## PROBLEM TO SOLVE
Tell how many lines of the data below have the string "RenderNode" in them. Say nothing more.

## SUPPLIED DATA
┌──

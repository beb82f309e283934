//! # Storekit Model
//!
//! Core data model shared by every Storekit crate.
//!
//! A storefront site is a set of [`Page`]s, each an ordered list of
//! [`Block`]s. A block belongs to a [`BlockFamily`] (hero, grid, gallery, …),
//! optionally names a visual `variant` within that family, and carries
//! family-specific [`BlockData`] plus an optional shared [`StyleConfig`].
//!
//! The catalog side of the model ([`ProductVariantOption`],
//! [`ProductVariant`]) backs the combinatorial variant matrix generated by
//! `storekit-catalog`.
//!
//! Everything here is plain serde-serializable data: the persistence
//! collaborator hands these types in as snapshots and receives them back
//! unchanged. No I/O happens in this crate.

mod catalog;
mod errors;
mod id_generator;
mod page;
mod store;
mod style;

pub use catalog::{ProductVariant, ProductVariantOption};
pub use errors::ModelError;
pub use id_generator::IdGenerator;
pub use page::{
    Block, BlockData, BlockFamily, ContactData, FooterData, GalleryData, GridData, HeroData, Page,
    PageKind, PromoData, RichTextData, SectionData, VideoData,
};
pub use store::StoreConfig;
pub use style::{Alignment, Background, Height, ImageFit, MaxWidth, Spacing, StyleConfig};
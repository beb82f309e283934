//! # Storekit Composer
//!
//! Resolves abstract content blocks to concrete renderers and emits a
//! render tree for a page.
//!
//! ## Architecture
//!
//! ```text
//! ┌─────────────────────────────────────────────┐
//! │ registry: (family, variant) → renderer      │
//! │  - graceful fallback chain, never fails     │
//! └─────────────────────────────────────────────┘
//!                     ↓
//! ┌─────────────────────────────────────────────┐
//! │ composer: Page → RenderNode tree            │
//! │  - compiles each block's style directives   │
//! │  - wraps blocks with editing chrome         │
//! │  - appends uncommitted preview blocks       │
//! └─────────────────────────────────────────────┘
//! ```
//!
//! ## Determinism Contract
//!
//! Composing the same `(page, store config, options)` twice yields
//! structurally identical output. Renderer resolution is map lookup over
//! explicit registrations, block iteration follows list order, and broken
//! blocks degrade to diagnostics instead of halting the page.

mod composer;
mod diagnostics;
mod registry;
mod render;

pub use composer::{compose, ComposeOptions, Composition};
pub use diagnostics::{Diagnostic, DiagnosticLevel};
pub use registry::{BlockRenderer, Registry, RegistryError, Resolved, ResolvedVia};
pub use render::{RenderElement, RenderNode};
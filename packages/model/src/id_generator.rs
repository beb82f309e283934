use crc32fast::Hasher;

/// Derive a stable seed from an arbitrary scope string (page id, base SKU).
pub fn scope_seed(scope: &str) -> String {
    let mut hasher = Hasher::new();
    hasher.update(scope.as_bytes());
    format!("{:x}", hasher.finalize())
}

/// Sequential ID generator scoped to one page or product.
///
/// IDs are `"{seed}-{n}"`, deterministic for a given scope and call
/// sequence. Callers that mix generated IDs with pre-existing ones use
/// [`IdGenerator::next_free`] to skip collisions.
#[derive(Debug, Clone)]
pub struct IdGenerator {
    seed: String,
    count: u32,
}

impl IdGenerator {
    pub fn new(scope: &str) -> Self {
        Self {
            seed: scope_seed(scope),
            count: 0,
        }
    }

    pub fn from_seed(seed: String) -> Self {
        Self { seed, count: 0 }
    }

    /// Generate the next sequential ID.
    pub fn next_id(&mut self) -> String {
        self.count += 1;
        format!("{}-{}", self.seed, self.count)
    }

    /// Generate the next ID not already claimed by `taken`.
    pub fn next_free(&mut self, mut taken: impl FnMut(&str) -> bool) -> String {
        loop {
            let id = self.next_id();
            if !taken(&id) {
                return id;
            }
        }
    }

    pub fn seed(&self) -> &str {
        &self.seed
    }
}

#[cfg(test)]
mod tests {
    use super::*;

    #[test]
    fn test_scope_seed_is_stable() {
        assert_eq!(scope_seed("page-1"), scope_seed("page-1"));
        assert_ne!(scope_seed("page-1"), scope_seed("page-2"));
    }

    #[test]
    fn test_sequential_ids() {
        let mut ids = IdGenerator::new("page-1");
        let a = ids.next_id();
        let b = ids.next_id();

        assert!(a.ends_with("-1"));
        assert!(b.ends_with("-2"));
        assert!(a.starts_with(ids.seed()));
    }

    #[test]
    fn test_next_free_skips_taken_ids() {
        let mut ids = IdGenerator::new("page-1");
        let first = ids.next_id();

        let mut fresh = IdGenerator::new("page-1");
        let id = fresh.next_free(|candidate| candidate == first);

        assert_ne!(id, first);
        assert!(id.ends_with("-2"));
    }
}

└──
┌──

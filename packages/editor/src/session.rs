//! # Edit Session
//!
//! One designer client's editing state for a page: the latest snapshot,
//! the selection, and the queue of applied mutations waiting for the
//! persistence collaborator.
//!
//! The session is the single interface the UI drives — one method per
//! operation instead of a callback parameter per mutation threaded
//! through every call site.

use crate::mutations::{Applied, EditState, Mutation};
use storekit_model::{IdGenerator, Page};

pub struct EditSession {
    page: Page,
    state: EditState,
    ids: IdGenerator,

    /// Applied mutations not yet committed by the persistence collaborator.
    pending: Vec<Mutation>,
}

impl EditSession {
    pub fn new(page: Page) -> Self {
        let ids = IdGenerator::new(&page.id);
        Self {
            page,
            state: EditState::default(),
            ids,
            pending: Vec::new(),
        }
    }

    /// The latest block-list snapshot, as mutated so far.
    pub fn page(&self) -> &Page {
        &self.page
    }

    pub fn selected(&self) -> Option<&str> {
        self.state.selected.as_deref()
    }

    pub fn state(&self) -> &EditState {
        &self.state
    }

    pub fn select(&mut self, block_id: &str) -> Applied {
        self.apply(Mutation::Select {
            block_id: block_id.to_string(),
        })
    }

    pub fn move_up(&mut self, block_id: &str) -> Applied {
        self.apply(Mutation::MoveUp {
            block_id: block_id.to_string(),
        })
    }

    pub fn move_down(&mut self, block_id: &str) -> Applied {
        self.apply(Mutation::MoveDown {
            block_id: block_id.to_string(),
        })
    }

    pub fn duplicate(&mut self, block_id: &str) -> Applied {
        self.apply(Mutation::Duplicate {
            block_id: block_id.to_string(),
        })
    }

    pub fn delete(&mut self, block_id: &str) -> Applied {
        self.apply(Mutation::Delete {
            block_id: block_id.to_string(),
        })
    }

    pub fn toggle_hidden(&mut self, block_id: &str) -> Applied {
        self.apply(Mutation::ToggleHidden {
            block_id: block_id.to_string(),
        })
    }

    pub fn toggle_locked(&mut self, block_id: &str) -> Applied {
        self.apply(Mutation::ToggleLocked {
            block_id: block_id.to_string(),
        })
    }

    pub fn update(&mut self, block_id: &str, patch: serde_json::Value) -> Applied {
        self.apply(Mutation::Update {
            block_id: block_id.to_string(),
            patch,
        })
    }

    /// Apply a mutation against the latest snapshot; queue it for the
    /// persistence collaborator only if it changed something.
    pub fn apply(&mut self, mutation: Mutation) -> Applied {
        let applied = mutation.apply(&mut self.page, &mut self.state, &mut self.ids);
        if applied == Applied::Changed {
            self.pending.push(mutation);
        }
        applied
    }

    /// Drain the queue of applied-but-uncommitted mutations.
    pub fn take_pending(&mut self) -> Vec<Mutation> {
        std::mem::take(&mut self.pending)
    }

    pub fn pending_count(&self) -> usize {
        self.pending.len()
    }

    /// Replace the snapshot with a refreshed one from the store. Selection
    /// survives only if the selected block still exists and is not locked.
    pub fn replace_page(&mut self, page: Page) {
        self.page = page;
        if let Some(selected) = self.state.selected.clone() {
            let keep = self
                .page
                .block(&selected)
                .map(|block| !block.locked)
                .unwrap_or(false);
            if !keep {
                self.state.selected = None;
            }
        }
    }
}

└──

## RESPONSE TO THIS TASK
2